Eaton and grandson in accident that releases 42 snakes

Forty-two snake, including 10 that were venomous, and one alligator were inside Blaine Eaton’s vehicle when it flipped.

Devine’s well known herpetologist Blaine Eaton and his 9-year-old grandson Curtis Kuykendall, are recuperating after being involved in a serious roll over caused by a blowout on IH 35 North near Kinney Road last Thursday, June 29, 2017. They were in a Mitsubishi Montero Sport on the way to a lecture in SA with 42 of their animals (31 non poisonous snakes, 10 venomous and one small alligator) all in separate display cages. All of the snakes have been accounted for expect one cottonmouth snake which is native to the local area. The alligator was loose but found by a Parks and Wildlife Representative.
Eaton is still in SAMC in intensive care as of press time Monday. According to his daughter Kim Kuyendall, “My dad has at least a 4 to 6 month recovery or more due to 8 broken ribs, a broken sternum, broken clavicle and shoulder, and he is being treated for fluid on his lungs. He remembered the blowout and thought he was off the road safely on the shoulder but the entire tread had come off and the tire wrapped under the vehicle, which then flipped as they went down the incline, rolled twice and landed on the access road upside down.”
His grandson Curtis was treated and released that evening from SAMC with a fractured hand, injured foot, a concussion and lots of scrapes and bruises according to his mother Kim Kuyendall.
“He is a very brave young man. I have gotten lots of compliments from the rescue workers and volunteers on scene about how helpful he was in identifying all the snakes, if they were venomous, and helping get them safely back into cages,” Kuyendall said. “He loves helping his Papa do lectures and traveling around the state with him educating people. In fact just last week Curtis and Papa spent 5 days in Sanderson, Texas at Sanderson Snake Days which is a huge festival that draws people from all over the world, such as England and Africa etc. They got home Tuesday, and the wreck was Thursday. Curtis wouldn’t leave the hospital until he got to see his Papa in person. It was a very busy hospital as the SA police officers that got shot were in the same ER as well.”

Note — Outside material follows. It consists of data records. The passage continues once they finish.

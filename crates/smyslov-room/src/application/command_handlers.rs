//! Command handlers for the Room & Round Orchestration context.
//!
//! Each handler takes the room lock, loads the aggregate, executes the
//! command, persists the new state and publishes the recorded events.
//! Handlers that open a round return its task handle.

use smyslov_core::aggregate::AggregateRoot;
use smyslov_core::command::Command;
use smyslov_core::error::DomainError;
use smyslov_core::model::{
    ROOM_CODE_ALPHABET, ROOM_CODE_LEN, RoomCode, RoomStatus, RoundPhase, UserId,
};
use smyslov_core::repository::GameRepository;
use smyslov_scoring::domain::answers::{MAX_ANSWERS, parse_answers};
use smyslov_scoring::domain::cards::{parse_express_cards, parse_standard_cards};
use tokio::sync::OwnedMutexGuard;
use tracing::{debug, info, instrument};

use super::barrier::RoundSignal;
use super::context::EngineContext;
use super::publisher::publish;
use super::round_coordinator::{RoundTask, spawn_round};
use crate::config::RejoinPolicy;
use crate::domain::aggregates::{LeaveOutcome, RoomSession, display_name};
use crate::domain::commands::{
    AddCustomCards, AdjustScore, AdvanceRound, CreateRoom, DisconnectPlayer, JoinRoom, LeaveRoom,
    MarkReady, ReconnectPlayer, RenamePlayer, StartGame, StopGame, SubmitAnswers,
};
use crate::domain::events::RoomEvent;

const ROOM_CODE_ATTEMPTS: usize = 32;

/// Result of a successfully handled command.
#[derive(Debug)]
pub struct RoomCommandResult {
    /// The room affected or created by the command.
    pub room_code: RoomCode,
    /// The events produced and published.
    pub events: Vec<RoomEvent>,
    /// The round started by the command, if any.
    pub round_task: Option<RoundTask>,
}

impl RoomCommandResult {
    fn new(room_code: RoomCode, events: Vec<RoomEvent>) -> Self {
        Self {
            room_code,
            events,
            round_task: None,
        }
    }
}

/// Loads a room and its players, or `None` if the room does not exist.
///
/// # Errors
///
/// Returns `DomainError::Infrastructure` if storage fails.
pub(crate) async fn find_session(
    repo: &dyn GameRepository,
    code: &RoomCode,
) -> Result<Option<RoomSession>, DomainError> {
    let Some(room) = repo.get_room(code).await? else {
        return Ok(None);
    };
    let players = repo.list_players(code).await?;
    Ok(Some(RoomSession::from_parts(room, players)))
}

/// Loads a room and its players.
///
/// # Errors
///
/// Returns `DomainError::RoomNotFound` if the room does not exist and
/// `DomainError::Infrastructure` if storage fails.
pub(crate) async fn load_session(
    repo: &dyn GameRepository,
    code: &RoomCode,
) -> Result<RoomSession, DomainError> {
    find_session(repo, code)
        .await?
        .ok_or_else(|| DomainError::RoomNotFound(code.clone()))
}

/// Saves the room record and every seated player.
///
/// # Errors
///
/// Returns `DomainError::Infrastructure` if storage fails.
pub(crate) async fn persist(
    repo: &dyn GameRepository,
    session: &RoomSession,
) -> Result<(), DomainError> {
    repo.save_room(&session.room).await?;
    for player in &session.players {
        repo.save_player(player).await?;
    }
    Ok(())
}

async fn commit(ctx: &EngineContext, session: &mut RoomSession) -> Result<Vec<RoomEvent>, DomainError> {
    persist(ctx.repo.as_ref(), session).await?;
    let events = session.take_uncommitted_events();
    publish(ctx.notifier.as_ref(), session, &events).await;
    Ok(events)
}

/// Publishes the final events of a room, then deletes its cards, players and
/// record.
async fn close_room(
    ctx: &EngineContext,
    session: &mut RoomSession,
    guard: OwnedMutexGuard<()>,
) -> Result<Vec<RoomEvent>, DomainError> {
    let code = session.room.code.clone();
    let events = session.take_uncommitted_events();
    publish(ctx.notifier.as_ref(), session, &events).await;

    ctx.repo.delete_cards_for_room(&code).await?;
    for player in ctx.repo.list_players(&code).await? {
        ctx.repo.delete_player(&code, player.user_id).await?;
    }
    ctx.repo.delete_room(&code).await?;
    drop(guard);
    ctx.locks.forget(&code);
    info!(room_code = %code, "room closed");
    Ok(events)
}

/// Rejects submissions and readiness once the answer window closed, even
/// before the coordinator moved the room to review.
fn ensure_window_open(ctx: &EngineContext, session: &RoomSession) -> Result<(), DomainError> {
    if session.room.round_phase == RoundPhase::Collecting && !ctx.is_collecting(&session.room.code) {
        return Err(DomainError::InvalidRoomState(format!(
            "answer window of round {} is closed",
            session.room.round_number
        )));
    }
    Ok(())
}

fn release_if_all_ready(ctx: &EngineContext, session: &RoomSession) {
    if session.room.round_phase == RoundPhase::Collecting
        && session.all_present_ready()
        && ctx.rounds.release(&session.room.code, RoundSignal::AllReady)
    {
        info!(room_code = %session.room.code, "all present players ready");
    }
}

/// Fails if `user_id` sits in an unfinished room other than `except`.
async fn ensure_not_seated(
    ctx: &EngineContext,
    user_id: UserId,
    except: Option<&RoomCode>,
) -> Result<(), DomainError> {
    for seat in ctx.repo.find_player(user_id).await? {
        if Some(&seat.room_code) == except {
            continue;
        }
        if let Some(room) = ctx.repo.get_room(&seat.room_code).await?
            && room.status != RoomStatus::Finished
        {
            return Err(DomainError::InvalidRoomState(format!(
                "user {user_id} is already in room {}",
                room.code
            )));
        }
    }
    Ok(())
}

fn draw_room_code(ctx: &EngineContext) -> Result<RoomCode, DomainError> {
    // Lock RNG only for the synchronous draw, never across an await.
    let mut rng = ctx
        .rng
        .lock()
        .map_err(|e| DomainError::Infrastructure(format!("RNG mutex poisoned: {e}")))?;
    let code: String = (0..ROOM_CODE_LEN)
        .map(|_| char::from(ROOM_CODE_ALPHABET[rng.pick_index(ROOM_CODE_ALPHABET.len())]))
        .collect();
    code.parse()
}

/// Draws codes until one is free, returning it locked.
async fn allocate_room_code(
    ctx: &EngineContext,
) -> Result<(RoomCode, OwnedMutexGuard<()>), DomainError> {
    for _ in 0..ROOM_CODE_ATTEMPTS {
        let code = draw_room_code(ctx)?;
        let guard = ctx.locks.acquire(&code).await;
        if ctx.repo.get_room(&code).await?.is_none() {
            return Ok((code, guard));
        }
        debug!(room_code = %code, "room code taken, drawing again");
    }
    Err(DomainError::Infrastructure(
        "no free room code available".to_owned(),
    ))
}
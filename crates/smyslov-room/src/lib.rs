//! Smyslov: Room & Round Orchestration bounded context.
//!
//! Owns the room lifecycle, drives each round through its answer window and
//! readiness barrier, scores it, and gates advancement on the host.

pub mod application;
pub mod config;
pub mod domain;
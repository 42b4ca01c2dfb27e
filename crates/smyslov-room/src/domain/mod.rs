//! Room aggregate, its commands and its events.

pub mod aggregates;
pub mod commands;
pub mod events;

“The first people to stop after the wreck helped Curtis out of the vehicle. Art Terrazos’ dad actually was in front of them and saw the wreck, and turned around to come back and help. He, with help, was able to get Curtis out of the seat he was in right behind my dad. Dad was trapped in driver’s seat and rescue workers had to help get him out.”
As they approached Curtis, he was holding his 2.5 foot Indigo snake, his favorite pet. It appears the Indigo was in an aquarium in the seat next to Curtis and somehow it slid into his lap during the first rollover, which they believe helped pin Curtis in place safely, then the aquarium broke on the second roll over. It is his favorite snake which he has always considered his ‘Spirit Animal’, she said. How appropriate that it would help keep him from further injury, not only by keeping him in place, but by protecting him as when they went to get Curtis out of the vehicle. There was a rattlesnake sitting about a foot from him and they believe he sensed the Indigo snake (which loves to eat rattlesnakes) and didn’t bother Curtis.
According to Kuykendall all 42 animals are accounted for. Only 10 were venomous, 7 of those were recovered, 2 died (a pigmy rattlesnake and a copperhead), and only one got away a native cottonmouth snake. All the snakes were eventually returned home to their cages at Eaton’s home in Devine. Friends of Mr. Eaton who are also herpetologists came to the scene to help (Adam Martinez, Eric from the Snake Farm, and Pete) and show the permits Mr. Eaton has to return the snakes home from the Parks and Wildlife Department. The Indigo and the alligator are two that require permits of their own to own and transport.
Others helping at the scene on IH 35 near Kinney Road included Lytle Fire, Somerset Fire, Bexar County SO, DPS, Lytle PD and Animal Control, and many others.
The ESD crew hopes to soon present Curtis with a Heroism Award for his bravery and help after the traumatic accident. Even though he was injured, he helped emergency crews identify and catch the animals that had gotten loose in the wreck….making it safer for volunteers who wouldn’t necessarily know which snakes were venomous or how to catch them.